-------- Data section --------

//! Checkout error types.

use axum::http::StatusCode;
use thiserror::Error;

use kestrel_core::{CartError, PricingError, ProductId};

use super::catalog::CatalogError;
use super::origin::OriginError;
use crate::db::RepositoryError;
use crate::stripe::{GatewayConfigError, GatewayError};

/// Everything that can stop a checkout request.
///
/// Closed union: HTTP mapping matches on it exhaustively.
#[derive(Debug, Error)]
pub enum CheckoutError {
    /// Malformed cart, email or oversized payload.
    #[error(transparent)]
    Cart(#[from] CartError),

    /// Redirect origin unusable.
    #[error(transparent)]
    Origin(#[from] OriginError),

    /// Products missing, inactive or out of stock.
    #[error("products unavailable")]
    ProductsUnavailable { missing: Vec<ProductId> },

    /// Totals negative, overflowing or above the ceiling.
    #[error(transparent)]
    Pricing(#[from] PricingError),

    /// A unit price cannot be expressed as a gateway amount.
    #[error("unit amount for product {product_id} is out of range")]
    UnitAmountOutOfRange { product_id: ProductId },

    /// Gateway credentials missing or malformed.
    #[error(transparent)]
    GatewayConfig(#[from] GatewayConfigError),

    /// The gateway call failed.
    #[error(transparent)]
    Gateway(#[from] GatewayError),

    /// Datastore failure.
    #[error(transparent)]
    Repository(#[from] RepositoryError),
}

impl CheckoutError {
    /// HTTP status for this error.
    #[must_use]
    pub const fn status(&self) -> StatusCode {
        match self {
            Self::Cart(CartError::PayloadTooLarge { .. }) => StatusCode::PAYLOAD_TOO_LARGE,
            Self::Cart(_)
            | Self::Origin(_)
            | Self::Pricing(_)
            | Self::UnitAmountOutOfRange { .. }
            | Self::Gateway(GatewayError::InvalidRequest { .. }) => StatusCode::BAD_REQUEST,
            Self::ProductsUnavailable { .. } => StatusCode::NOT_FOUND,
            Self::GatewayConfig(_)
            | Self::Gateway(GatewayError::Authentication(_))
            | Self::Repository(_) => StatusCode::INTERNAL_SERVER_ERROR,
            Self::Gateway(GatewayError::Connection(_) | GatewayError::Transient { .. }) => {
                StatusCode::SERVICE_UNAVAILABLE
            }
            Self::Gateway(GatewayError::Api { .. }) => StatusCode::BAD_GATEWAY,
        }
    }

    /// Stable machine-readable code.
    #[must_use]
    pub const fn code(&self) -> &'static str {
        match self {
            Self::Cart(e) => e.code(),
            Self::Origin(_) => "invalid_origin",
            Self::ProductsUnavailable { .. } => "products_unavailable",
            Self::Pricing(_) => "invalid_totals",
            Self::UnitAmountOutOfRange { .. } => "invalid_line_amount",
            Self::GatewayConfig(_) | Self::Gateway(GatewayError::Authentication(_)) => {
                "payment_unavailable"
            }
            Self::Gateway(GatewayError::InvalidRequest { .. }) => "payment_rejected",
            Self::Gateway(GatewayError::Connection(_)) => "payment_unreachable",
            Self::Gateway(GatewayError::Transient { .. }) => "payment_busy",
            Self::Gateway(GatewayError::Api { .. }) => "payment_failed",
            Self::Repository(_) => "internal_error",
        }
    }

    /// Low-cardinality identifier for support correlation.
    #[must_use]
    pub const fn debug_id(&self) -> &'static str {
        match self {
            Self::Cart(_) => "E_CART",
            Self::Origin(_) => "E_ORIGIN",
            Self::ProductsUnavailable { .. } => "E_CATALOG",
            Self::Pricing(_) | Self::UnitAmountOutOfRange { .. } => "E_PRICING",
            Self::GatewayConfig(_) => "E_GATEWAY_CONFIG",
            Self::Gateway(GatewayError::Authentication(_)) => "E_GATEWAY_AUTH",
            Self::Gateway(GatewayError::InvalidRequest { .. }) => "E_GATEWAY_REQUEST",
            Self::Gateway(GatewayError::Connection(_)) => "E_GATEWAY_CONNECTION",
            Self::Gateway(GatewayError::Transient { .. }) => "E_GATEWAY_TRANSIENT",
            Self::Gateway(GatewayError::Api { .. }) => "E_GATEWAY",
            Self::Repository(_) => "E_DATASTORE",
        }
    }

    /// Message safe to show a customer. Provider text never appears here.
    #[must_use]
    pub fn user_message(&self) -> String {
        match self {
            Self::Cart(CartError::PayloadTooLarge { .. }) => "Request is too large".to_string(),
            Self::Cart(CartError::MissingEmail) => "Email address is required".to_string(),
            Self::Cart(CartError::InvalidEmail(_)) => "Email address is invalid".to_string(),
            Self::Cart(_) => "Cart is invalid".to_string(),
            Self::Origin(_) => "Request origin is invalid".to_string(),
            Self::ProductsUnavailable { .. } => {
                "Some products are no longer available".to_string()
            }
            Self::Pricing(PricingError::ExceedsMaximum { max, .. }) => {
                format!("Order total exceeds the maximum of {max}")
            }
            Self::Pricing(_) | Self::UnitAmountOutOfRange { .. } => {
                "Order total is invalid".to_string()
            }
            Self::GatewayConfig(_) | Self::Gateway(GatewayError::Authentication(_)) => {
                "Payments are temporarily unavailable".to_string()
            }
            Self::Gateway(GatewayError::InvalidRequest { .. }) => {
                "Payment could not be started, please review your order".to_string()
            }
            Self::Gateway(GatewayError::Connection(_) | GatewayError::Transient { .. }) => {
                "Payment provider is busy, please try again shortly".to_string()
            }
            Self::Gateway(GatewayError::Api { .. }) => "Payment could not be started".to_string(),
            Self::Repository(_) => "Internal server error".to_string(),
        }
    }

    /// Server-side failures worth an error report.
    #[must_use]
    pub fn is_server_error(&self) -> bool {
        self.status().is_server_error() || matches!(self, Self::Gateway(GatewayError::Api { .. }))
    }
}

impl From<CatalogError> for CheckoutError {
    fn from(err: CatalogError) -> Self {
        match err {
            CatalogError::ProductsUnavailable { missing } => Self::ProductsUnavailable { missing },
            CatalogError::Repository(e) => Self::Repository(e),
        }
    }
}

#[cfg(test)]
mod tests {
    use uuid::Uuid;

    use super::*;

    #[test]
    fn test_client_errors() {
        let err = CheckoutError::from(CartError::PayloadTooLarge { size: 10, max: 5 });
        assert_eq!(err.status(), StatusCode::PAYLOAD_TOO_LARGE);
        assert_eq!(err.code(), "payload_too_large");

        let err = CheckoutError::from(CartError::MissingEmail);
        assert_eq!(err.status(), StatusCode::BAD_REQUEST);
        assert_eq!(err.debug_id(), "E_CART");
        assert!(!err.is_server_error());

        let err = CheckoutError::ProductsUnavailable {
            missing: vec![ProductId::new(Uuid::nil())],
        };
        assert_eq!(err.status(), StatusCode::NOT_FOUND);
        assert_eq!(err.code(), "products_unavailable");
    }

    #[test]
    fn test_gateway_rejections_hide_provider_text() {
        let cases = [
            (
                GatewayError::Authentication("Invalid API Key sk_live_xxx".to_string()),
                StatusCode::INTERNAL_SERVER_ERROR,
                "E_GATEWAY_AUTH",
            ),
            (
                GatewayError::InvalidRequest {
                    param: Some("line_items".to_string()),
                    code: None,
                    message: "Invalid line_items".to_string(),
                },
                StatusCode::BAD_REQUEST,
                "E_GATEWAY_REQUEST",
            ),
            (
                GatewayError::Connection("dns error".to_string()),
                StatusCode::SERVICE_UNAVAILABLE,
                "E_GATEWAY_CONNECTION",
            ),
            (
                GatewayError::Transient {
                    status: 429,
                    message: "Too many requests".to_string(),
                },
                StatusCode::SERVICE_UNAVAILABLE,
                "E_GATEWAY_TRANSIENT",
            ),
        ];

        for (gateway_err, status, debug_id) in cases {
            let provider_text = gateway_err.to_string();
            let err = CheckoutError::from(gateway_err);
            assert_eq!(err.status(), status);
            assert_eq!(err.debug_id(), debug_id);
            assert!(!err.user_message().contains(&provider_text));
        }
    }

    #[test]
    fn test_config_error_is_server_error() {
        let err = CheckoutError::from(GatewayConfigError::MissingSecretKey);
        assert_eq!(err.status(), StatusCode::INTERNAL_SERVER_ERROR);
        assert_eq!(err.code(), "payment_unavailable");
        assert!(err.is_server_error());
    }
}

--------

▶ What needs to be done
Among the lines above, which contain the word "RepositoryError"? Copy every one.

▶ Task solution
use crate::db::RepositoryError;
    Repository(#[from] RepositoryError),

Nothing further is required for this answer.